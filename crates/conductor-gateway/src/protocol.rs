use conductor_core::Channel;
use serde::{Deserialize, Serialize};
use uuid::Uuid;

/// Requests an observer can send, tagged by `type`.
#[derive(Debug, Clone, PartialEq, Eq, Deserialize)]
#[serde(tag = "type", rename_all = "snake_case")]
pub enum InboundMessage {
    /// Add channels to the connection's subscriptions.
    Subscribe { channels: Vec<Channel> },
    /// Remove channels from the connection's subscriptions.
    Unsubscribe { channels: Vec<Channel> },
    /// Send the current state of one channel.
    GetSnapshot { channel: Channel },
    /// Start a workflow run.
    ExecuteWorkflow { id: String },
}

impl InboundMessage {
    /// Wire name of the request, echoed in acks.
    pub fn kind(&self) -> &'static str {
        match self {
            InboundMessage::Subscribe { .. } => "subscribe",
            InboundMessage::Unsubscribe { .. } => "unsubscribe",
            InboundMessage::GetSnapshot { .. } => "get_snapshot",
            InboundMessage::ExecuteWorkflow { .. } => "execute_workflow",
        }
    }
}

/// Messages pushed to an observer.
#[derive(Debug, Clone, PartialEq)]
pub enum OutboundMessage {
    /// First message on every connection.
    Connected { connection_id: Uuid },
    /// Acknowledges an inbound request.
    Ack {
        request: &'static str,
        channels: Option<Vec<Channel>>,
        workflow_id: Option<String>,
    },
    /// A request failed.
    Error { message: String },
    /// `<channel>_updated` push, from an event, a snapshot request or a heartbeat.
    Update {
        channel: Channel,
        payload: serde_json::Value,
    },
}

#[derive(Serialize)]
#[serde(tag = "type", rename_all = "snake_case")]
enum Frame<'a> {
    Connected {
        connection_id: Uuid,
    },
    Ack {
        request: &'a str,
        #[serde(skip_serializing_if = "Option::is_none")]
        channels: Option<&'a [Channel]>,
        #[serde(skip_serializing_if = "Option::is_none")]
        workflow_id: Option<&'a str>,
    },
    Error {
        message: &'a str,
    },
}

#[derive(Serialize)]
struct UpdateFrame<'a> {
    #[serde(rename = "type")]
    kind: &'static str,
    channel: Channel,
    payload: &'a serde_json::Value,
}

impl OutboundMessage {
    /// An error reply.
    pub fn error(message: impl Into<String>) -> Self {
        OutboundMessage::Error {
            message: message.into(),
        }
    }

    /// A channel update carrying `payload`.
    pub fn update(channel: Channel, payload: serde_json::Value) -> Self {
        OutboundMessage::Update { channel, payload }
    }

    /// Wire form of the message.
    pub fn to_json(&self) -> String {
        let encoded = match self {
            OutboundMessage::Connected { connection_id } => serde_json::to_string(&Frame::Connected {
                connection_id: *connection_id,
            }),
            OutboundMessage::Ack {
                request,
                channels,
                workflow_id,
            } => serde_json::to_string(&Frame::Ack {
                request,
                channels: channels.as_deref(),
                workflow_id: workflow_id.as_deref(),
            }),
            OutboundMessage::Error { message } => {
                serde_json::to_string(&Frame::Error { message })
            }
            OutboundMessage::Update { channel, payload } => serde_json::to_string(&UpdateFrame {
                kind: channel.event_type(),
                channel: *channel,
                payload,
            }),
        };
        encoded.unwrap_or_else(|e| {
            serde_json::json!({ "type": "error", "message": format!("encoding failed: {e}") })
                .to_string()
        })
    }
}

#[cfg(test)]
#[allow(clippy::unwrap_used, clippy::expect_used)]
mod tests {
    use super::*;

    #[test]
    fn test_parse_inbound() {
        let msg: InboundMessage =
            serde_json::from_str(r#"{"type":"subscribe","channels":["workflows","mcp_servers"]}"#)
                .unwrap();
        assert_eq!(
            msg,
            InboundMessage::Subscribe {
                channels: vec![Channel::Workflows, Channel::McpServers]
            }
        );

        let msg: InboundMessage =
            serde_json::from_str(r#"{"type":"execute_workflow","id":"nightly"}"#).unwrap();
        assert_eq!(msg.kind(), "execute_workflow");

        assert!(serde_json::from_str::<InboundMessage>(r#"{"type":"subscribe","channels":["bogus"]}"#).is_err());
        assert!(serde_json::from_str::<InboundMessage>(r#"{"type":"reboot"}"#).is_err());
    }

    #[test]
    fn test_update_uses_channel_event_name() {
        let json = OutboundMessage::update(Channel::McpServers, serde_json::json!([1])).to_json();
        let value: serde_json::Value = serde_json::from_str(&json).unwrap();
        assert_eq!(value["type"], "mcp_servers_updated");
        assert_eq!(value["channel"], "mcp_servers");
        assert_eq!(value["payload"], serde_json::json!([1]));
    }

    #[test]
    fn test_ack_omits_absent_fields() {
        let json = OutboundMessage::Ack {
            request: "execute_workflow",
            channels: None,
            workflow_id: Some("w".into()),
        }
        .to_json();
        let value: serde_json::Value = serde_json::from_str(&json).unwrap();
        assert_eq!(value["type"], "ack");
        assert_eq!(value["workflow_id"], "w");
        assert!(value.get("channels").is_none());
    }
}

+++

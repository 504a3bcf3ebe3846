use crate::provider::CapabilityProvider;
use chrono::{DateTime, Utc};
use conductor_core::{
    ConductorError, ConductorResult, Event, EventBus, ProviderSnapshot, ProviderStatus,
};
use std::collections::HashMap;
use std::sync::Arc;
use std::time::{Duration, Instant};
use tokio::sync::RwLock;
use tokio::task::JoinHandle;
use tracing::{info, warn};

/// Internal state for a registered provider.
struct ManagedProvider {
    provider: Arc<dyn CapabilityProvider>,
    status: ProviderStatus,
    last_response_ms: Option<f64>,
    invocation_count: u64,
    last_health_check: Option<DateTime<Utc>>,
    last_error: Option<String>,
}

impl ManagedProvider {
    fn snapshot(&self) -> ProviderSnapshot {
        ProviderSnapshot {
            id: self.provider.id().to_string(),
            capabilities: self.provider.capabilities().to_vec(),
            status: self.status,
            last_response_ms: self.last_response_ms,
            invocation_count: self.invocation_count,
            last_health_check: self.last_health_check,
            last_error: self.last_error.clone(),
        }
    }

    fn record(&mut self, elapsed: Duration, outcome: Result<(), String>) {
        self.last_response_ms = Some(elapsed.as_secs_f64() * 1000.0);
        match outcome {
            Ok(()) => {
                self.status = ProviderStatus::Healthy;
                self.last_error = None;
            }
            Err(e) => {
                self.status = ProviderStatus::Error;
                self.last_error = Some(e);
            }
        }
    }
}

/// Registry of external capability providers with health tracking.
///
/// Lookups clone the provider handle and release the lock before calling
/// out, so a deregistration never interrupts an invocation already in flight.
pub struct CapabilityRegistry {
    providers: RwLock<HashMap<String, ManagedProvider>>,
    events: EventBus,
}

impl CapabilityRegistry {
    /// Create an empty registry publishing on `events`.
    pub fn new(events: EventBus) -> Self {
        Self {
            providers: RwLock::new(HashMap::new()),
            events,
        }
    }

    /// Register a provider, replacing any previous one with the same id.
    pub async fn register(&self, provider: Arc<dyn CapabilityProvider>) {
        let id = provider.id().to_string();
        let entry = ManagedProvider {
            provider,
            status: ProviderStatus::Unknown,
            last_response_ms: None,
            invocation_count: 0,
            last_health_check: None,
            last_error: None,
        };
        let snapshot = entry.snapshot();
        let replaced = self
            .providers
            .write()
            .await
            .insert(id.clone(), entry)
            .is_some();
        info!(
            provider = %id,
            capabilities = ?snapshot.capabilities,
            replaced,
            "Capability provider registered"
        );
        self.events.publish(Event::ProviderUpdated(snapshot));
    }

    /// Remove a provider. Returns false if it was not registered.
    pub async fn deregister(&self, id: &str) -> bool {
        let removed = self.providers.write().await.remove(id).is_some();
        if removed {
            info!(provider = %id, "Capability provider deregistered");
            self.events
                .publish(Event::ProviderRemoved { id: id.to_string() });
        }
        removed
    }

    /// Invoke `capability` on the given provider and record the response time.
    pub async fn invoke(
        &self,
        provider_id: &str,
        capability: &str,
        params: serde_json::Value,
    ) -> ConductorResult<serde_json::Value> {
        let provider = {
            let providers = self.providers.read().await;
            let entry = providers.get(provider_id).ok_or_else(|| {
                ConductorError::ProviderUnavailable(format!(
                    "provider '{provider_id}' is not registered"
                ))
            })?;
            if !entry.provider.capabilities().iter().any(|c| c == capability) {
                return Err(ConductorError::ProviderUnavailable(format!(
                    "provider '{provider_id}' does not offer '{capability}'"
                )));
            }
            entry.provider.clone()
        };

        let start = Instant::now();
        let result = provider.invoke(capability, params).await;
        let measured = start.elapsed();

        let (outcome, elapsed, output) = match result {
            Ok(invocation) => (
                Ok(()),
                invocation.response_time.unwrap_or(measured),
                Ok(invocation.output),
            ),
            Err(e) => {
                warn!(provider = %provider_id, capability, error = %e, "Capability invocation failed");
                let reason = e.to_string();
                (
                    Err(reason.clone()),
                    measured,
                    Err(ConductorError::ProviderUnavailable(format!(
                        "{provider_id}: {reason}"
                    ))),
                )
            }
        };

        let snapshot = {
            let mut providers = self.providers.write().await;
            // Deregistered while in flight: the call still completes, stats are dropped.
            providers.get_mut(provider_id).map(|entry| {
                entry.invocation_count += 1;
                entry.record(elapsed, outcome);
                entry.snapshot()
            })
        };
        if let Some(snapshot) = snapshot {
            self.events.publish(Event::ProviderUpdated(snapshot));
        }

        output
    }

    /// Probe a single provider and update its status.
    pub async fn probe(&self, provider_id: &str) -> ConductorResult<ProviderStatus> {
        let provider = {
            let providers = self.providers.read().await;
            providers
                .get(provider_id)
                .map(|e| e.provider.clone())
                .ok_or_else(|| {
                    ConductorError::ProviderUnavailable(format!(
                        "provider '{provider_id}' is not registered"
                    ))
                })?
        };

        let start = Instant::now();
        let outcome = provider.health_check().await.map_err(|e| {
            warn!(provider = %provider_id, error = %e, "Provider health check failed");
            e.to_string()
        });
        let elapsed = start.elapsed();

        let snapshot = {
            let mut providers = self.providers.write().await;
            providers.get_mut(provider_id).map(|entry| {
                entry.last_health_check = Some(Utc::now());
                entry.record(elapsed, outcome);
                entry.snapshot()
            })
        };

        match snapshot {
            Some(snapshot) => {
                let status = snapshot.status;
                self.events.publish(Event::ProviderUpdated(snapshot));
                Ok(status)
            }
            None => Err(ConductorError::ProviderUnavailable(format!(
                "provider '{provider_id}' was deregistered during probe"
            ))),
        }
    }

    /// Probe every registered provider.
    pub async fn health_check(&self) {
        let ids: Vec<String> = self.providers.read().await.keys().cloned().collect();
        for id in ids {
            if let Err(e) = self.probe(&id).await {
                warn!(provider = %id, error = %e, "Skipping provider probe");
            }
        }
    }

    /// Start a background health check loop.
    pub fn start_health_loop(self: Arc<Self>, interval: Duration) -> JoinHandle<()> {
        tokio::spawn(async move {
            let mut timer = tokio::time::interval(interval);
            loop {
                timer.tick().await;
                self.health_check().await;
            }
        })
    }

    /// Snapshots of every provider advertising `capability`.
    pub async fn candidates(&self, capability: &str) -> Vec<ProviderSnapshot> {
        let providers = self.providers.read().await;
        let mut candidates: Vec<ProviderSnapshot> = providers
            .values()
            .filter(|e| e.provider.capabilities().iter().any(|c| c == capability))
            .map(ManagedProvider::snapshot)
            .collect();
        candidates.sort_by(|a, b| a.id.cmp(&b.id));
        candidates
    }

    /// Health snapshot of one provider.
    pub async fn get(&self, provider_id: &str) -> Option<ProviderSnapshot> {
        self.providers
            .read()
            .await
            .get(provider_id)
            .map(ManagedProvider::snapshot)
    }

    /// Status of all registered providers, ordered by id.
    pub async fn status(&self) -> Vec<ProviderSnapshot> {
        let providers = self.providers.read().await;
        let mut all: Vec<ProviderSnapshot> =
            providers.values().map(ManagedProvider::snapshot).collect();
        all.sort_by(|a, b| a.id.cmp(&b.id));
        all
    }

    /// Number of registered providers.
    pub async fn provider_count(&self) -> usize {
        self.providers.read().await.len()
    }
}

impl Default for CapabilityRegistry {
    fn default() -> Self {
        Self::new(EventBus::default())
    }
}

+++

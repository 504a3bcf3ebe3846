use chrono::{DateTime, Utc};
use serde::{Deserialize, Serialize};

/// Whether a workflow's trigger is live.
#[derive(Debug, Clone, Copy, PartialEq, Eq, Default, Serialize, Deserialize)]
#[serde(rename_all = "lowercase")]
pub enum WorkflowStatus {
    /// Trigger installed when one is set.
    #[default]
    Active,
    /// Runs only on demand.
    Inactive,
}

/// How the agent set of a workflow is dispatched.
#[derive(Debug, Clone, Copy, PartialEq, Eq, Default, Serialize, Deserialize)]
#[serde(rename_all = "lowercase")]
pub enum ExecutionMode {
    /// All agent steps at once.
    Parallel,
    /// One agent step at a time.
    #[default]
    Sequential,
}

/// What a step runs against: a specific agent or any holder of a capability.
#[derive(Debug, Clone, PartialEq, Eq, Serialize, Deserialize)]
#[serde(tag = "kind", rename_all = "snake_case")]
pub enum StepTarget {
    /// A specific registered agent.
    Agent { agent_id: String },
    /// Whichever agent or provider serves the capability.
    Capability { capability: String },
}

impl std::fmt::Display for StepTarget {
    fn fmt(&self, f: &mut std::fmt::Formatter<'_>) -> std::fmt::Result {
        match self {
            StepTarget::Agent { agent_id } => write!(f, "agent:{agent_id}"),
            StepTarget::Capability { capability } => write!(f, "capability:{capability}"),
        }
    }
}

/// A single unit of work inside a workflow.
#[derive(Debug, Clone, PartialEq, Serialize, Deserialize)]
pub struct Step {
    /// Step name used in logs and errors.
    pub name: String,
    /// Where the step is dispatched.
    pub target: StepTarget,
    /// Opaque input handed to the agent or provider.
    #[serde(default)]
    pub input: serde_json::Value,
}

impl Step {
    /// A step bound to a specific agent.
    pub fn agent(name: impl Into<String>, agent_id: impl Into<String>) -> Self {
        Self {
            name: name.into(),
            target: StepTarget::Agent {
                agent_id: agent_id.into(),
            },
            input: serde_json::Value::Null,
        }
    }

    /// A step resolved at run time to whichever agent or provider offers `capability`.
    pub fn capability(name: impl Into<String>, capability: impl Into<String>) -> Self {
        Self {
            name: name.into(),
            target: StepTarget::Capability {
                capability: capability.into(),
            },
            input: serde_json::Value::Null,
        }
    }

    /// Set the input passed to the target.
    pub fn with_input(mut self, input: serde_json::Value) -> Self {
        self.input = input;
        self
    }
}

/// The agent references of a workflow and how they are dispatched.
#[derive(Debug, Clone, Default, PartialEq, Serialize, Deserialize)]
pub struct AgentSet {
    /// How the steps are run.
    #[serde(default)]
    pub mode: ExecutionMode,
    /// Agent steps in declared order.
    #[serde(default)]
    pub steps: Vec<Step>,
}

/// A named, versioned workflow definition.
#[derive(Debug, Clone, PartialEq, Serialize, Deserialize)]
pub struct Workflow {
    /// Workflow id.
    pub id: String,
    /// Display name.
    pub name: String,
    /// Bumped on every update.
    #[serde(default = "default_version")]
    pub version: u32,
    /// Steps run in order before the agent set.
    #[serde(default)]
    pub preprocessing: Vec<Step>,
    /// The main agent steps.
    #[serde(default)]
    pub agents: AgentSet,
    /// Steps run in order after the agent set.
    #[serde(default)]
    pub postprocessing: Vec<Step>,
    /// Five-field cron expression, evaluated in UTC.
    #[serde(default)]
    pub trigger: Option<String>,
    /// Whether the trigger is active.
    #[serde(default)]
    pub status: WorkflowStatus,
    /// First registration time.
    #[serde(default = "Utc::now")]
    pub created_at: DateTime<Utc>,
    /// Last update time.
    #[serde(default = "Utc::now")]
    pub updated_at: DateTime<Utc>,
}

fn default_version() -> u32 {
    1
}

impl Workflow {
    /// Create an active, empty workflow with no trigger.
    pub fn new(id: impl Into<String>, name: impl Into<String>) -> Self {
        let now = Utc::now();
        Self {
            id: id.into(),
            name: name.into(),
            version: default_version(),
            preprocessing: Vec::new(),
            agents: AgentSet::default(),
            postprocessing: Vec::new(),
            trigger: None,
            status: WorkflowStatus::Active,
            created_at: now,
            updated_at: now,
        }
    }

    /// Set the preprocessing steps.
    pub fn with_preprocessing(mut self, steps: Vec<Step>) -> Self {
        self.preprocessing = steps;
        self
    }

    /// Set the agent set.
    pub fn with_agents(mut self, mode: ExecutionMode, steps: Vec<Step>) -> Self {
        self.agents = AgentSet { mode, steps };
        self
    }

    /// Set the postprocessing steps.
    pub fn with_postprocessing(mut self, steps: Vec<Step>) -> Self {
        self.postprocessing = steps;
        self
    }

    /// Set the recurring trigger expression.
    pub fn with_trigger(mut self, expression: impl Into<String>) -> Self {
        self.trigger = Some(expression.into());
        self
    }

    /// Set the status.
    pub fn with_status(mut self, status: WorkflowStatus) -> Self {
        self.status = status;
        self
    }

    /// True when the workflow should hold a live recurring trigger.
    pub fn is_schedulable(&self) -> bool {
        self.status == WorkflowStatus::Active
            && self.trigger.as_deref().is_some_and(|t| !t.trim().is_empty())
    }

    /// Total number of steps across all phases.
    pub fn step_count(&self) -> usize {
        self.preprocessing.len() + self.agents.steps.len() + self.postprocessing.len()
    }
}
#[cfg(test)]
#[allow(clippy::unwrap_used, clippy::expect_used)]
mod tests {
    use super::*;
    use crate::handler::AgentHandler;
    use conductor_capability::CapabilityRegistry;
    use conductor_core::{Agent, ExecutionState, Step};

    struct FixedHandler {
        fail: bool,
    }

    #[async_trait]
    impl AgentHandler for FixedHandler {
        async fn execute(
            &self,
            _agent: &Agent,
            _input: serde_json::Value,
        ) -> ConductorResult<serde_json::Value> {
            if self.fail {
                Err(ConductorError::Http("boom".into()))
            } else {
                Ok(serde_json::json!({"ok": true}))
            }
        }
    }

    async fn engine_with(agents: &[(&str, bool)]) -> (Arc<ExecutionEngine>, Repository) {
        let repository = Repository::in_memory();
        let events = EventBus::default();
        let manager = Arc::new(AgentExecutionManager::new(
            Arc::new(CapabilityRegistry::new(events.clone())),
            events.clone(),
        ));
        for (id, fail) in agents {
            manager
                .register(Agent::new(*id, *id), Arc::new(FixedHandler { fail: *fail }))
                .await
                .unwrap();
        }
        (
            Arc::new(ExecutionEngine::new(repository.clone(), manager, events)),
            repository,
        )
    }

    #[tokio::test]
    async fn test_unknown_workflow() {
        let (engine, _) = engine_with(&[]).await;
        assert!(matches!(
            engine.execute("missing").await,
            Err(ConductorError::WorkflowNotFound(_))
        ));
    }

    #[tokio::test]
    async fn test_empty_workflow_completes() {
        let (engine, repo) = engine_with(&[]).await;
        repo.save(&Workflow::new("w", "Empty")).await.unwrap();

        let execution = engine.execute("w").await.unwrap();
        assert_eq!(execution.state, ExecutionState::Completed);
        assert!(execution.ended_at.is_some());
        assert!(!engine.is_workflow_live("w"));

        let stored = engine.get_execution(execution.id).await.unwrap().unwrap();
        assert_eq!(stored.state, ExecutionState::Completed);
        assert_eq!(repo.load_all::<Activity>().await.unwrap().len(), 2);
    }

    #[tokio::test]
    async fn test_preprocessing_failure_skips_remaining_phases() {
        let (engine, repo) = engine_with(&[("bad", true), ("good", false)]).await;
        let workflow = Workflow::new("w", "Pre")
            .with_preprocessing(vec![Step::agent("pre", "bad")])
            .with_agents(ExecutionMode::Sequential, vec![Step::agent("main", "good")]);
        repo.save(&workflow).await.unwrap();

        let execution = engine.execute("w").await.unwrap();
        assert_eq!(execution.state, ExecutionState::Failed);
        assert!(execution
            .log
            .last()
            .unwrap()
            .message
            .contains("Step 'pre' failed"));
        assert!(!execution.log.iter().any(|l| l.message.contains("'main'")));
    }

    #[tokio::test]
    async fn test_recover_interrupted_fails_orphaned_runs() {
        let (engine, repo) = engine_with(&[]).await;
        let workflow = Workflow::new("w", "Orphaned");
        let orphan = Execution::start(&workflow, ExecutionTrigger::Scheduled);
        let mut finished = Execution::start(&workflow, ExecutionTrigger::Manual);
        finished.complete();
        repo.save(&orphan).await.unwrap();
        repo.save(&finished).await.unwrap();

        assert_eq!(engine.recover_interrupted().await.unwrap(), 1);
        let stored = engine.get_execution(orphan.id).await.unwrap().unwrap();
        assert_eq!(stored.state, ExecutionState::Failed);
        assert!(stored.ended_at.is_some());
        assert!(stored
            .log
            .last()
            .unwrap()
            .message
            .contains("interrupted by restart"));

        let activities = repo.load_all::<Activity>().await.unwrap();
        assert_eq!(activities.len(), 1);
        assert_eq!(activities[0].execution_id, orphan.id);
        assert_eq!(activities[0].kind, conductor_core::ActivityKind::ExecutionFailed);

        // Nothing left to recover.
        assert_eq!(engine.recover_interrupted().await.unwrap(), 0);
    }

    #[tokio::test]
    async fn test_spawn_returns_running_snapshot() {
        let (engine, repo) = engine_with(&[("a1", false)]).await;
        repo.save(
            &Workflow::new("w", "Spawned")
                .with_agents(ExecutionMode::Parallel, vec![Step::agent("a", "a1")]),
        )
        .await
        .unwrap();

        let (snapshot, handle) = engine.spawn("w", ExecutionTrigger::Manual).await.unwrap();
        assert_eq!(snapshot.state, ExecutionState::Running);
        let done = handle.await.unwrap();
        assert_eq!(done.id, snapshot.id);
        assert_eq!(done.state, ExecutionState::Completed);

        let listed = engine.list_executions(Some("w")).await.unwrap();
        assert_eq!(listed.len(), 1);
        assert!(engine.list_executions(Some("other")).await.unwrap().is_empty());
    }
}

+++

Exercise description:
Above this instruction are the records; retype exactly the lines from the one containing "filename crates/conductor-gateway/src/protocol.rs" up to and including the one containing "to an observer.".

Response to this exercise:
filename crates/conductor-gateway/src/protocol.rs
use conductor_core::Channel;
use serde::{Deserialize, Serialize};
use uuid::Uuid;

/// Requests an observer can send, tagged by `type`.
#[derive(Debug, Clone, PartialEq, Eq, Deserialize)]
#[serde(tag = "type", rename_all = "snake_case")]
pub enum InboundMessage {
    /// Add channels to the connection's subscriptions.
    Subscribe { channels: Vec<Channel> },
    /// Remove channels from the connection's subscriptions.
    Unsubscribe { channels: Vec<Channel> },
    /// Send the current state of one channel.
    GetSnapshot { channel: Channel },
    /// Start a workflow run.
    ExecuteWorkflow { id: String },
}

impl InboundMessage {
    /// Wire name of the request, echoed in acks.
    pub fn kind(&self) -> &'static str {
        match self {
            InboundMessage::Subscribe { .. } => "subscribe",
            InboundMessage::Unsubscribe { .. } => "unsubscribe",
            InboundMessage::GetSnapshot { .. } => "get_snapshot",
            InboundMessage::ExecuteWorkflow { .. } => "execute_workflow",
        }
    }
}

/// Messages pushed to an observer.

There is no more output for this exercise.